For ground truth, we can of course look at artist R-precision as before: it came out to be 30.97%, random baseline of 2.3%, about the same as I was getting with the uspop set. Parag also labeled each artist with a primary instrument name. With these we can see if the modeling is matching songs based on the timbral characteristics of the main sound source present in the song, or if it's locking onto more abstract qualities (like audio fidelity).
I used a k-NN classifier with leave-one-out cross-validation, in the same way Elias did in his thesis. The results are below and hopefully readable. The means accuracies (as %) are shown for each number of nearest neighbors polled. The means basically represent the average proportion of the k nearest neighbors that share the seed's primary instrument. For a baseline, I averaged the scores over 100 random kernels for each k level; it was about 23.1% for each level.
k=1 | k=3 | k=5 | k=10 | k=20 | |
nicm kernel | 81.05 | 74.96 | 70.68 | 64.97 | 58.12 |
Not bad, but to ensure the accuracy is based solely on the instrument similarity, we apply an artist filter, as advocated by Elias. This basically removes any other songs from the same artist as the seed from the potential nearest neighbor pool. This removes the chance that neighbor songs are matches only because of other timbral similarities (e.g. producer effect or audio fidelity).
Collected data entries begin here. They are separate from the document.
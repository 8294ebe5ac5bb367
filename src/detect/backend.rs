use anyhow::Result;

use crate::detect::result::Detection;

/// Detector backend trait.
///
/// Implementations receive RGB8 pixels for one frame and return every
/// detection the model produced, unfiltered and in the model's native
/// output order. Confidence filtering happens in [`crate::Detector`], not
/// here, so all backends are thresholded uniformly.
///
/// Backends must treat the pixel slice as read-only and ephemeral; a frame
/// that yields nothing returns an empty list, not an error.
pub trait DetectorBackend: Send {
    /// Backend identifier.
    fn name(&self) -> &'static str;

    /// Run detection on a frame.
    fn detect(&mut self, pixels: &[u8], width: u32, height: u32) -> Result<Vec<Detection>>;

    /// Optional warm-up hook, called once before the loop starts.
    fn warm_up(&mut self) -> Result<()> {
        Ok(())
    }
}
Guess what happens?
k=1 | k=3 | k=5 | k=10 | k=20 | |
nicm kernel (with af) | 58.86 | 57.30 | 54.69 | 50.85 | 46.91 |
The random baseline is about the same at 21.4%. So, accuracy markedly decreases, but it's still significantly above random. It also doesn't fall-off as fast with increased k.
Next, I'd like to homogenize the models and see if these scores improve.
1 comment:
A new dataset will help MIR researchers generalize their results and remove some Western music biases. Fantastic!